Stehhöhe / Schlafzimmer
1-Watt-Verstärker. Erinnern Sie sich an den Hype? Ja, ich auch. Ich fand sie auch etwas enttäuschend. Die Sache ist die: Es scheint eine so gute Idee zu sein: Man liebt den Sound seines großen Amps, der bei einem Auftritt auf Hochtouren läuft, aber er ist einfach zu laut, um im Studio oder zu Hause praktikabel zu sein. Hier kommt der 1-Watt-Verstärker ins Spiel – oft eine vereinfachte Version des Frontends eines großen Amps, angeschlossen an eine Push-Pull-Endstufe mit einer Doppeltrioden-Vorstufenröhre. Man kann die Idee dahinter nachvollziehen, aber nach einem Gespräch mit Oranges technischem Direktor und Amp-Genie Adrian Emsley verstehe ich, warum dieses Konzept am Kern der Sache vorbeigeht.
Adrian weiß, wie man Verstärker auf der Suche nach dem besten Klang verkleinert – mit seinem mittlerweile legendären Tiny Terror hat er die Gitarrenverstärker-Branche komplett auf den Kopf gestellt (kein Wortspiel beabsichtigt). Dieses taschengroße 15-Watt-Kraftpaket stellte seine 100-Watt-Kollegen in den Schatten und veränderte den Markt für immer. Der Grund? Man konnte den Tiny Terror bis zum Endstufen-Overdrive aufdrehen (der heilige Gral des Gitarrenklangs), während alle Besitzer großer Gitarren ihre Verzerrung über den Vorverstärker beziehen mussten – oder wegen Lärms vom Veranstaltungsort geworfen wurden!
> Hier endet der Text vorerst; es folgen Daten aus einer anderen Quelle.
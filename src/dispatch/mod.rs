//! Dispatch board: route cards and the arrival workflow.

pub mod card;
pub mod completion;
pub mod error;

pub use card::{format_elapsed, CardState, DispatchCard};
pub use completion::{CompletionOutcome, RatingPolicy, RouteCompletion, RouteCompletionService};
pub use error::DispatchError;
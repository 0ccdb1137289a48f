//! Completed route records and per-client duration statistics.

pub mod history;
pub mod stats;
pub mod types;

pub use history::RouteLog;
pub use stats::ClientStatsAggregator;
pub use types::{ClientRouteStats, HistoryFilter, RouteError, RouteHistory};
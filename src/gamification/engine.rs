//! Route scoring engine.
//!
//! Evaluates the enabled rules against one completed stop:
//! - the volume rule awards a flat amount per stop
//! - the star rule whose rating equals the stop's rating adds its net points
//! - when the client has a duration history, the fast and slow rules compare
//!   the stop against the client's average

use std::sync::Arc;

use super::error::GamificationError;
use super::rule_table::RuleTable;
use super::rules::{GamificationRule, RuleKind};
use crate::routes::{ClientRouteStats, ClientStatsAggregator};
use crate::storage::CollectionStore;

/// One rule's effect on a stop's score.
#[derive(Debug, Clone, PartialEq)]
pub struct Contribution {
    pub rule_id: String,
    pub delta: i64,
}

/// Itemized result of scoring a stop.
#[derive(Debug, Clone, Default, PartialEq)]
pub struct PointBreakdown {
    pub contributions: Vec<Contribution>,
    /// Percent difference from the client average, when a baseline existed.
    pub percentage_diff: Option<f64>,
}

impl PointBreakdown {
    /// Signed point total.
    pub fn total(&self) -> i64 {
        self.contributions.iter().map(|c| c.delta).sum()
    }

    fn push(&mut self, rule: &GamificationRule, delta: i64) {
        tracing::debug!("Rule {} contributes {:+}", rule.id, delta);
        self.contributions.push(Contribution {
            rule_id: rule.id.clone(),
            delta,
        });
    }
}

/// Percent difference of `duration` against `average`, negative when faster.
pub fn percentage_diff(duration: f64, average: f64) -> f64 {
    (duration - average) * 100.0 / average
}

/// Score one stop against a rule set. Disabled rules are ignored.
///
/// Ratings outside 1-5 (including 0 for "unrated") match no star rule.
pub fn score_route(
    rules: &[GamificationRule],
    stats: Option<&ClientRouteStats>,
    duration: f64,
    star_rating: u8,
) -> PointBreakdown {
    let mut breakdown = PointBreakdown::default();
    let enabled = || rules.iter().filter(|r| r.enabled);

    if let Some(volume) = enabled().find(|r| r.kind == RuleKind::Volume) {
        breakdown.push(volume, volume.points_awarded);
    }

    if let Some(star) = enabled().find(|r| r.kind == RuleKind::StarExact { stars: star_rating }) {
        breakdown.push(star, star.net_points());
    }

    let baseline = stats.filter(|s| s.average_duration > 0.0);
    if let Some(stats) = baseline {
        let diff = percentage_diff(duration, stats.average_duration);
        breakdown.percentage_diff = Some(diff);

        let fast = enabled().find_map(|r| match r.kind {
            RuleKind::FastThreshold { pct } => Some((r, pct)),
            _ => None,
        });
        if let Some((rule, pct)) = fast {
            if pct > 0.0 && diff <= -pct {
                breakdown.push(rule, rule.points_awarded);
            }
        }

        let slow = enabled().find_map(|r| match r.kind {
            RuleKind::SlowThreshold { pct } => Some((r, pct)),
            _ => None,
        });
        if let Some((rule, pct)) = slow {
            if pct > 0.0 && diff >= pct {
                breakdown.push(rule, -rule.points_deducted);
            }
        }
    }

    breakdown
}

/// Scoring engine bound to the rule table and client statistics.
pub struct ScoringEngine {
    rules: RuleTable,
    stats: ClientStatsAggregator,
}

impl ScoringEngine {
    pub fn new(store: Arc<dyn CollectionStore>) -> Self {
        Self {
            rules: RuleTable::new(Arc::clone(&store)),
            stats: ClientStatsAggregator::new(store),
        }
    }

    /// Itemized score for a stop of `duration` minutes.
    pub fn score(
        &self,
        duration: f64,
        star_rating: u8,
        client_id: &str,
    ) -> Result<PointBreakdown, GamificationError> {
        let rules = self.rules.get_rules()?;
        let stats = self.stats.client_route_stats(client_id)?;

        if stats.is_none() {
            tracing::debug!("No duration history for client {}; skipping time rules", client_id);
        }

        Ok(score_route(&rules, stats.as_ref(), duration, star_rating))
    }

    /// Signed point delta for a stop of `duration` minutes.
    pub fn calculate_route_points(
        &self,
        duration: f64,
        star_rating: u8,
        client_id: &str,
    ) -> Result<i64, GamificationError> {
        Ok(self.score(duration, star_rating, client_id)?.total())
    }
}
Und genau hier liegt das Hauptproblem des 1-Watt-Verstärker-Trends. Klar, man kann die Lautstärke so weit aufdrehen, bis die Endstufe anfängt zu übersteuern, aber man übersteuert trotzdem die Vorstufenröhre, und es klingt immer noch nach Vorstufenverzerrung. Die röhrenbezogenen Begriffe „Pentode“ und „Triode“ haben Sie sicher schon einmal gehört. Auch wenn es etwas kompliziert ist, hier näher darauf einzugehen, sind sie doch eine gute Hintergrundlektüre für alle, die sich für diesen wichtigen Unterschied interessieren.
Der andere große Nachteil des 1-Watt-Verstärkers besteht darin, dass Sie ihn zwar genauso aufdrehen können wie Ihren großen Verstärker, es aber nicht Ihr großer Verstärker ist! Diesen oft preisgünstigen Angeboten fehlen nicht nur die Funktionen oder der Charakter, die wir an unseren Gig-Rigs lieben, sondern sie bedeuten auch, dass Sie einen anderen Verstärker kaufen müssen.
Hier kam Adrian Emsley mit dem treffend benannten „Headroom/Bedroom“-Schalter ins Spiel, der auch bei Oranges gefeiertem Topteil und Combo Rocker 15 und dem absolut coolen und retromäßigen Tremlord 30 zu finden ist. Der Schlafzimmermodus reduziert die Ausgangsleistung des Rocker 15 auf bis zu 0,5 Watt (1 Watt beim Tremlord), indem er den Signal-Headroom im Phasenumkehrteil der Schaltung manipuliert. Mit diesem einfachen Regler können Sie Ihre Lieblings-Gig-Sounds so leise einstellen, dass Sie die Nachbarn an die Wände hämmern hören könnten … aber das tun sie nicht.
Schalten Sie auf Headroom und Sie haben wieder einen kraftvollen, bühnenfüllenden Sound, der Sie mitreißen wird. Das Beste daran: Sie nutzen immer die unnachahmlichen Pentoden-Ausgangsröhren und genießen trotzdem alle Funktionen Ihres Lieblingsverstärkers – ohne Kompromisse. Emsley hat es in seiner typischen Manier geschafft, eine ziemlich komplizierte Frage zu beantworten und eine Antwort zu finden, die einfach funktioniert. Sie brauchen keinen Platz für zwei Verstärker, Sie brauchen nur Headroom und Schlafzimmer.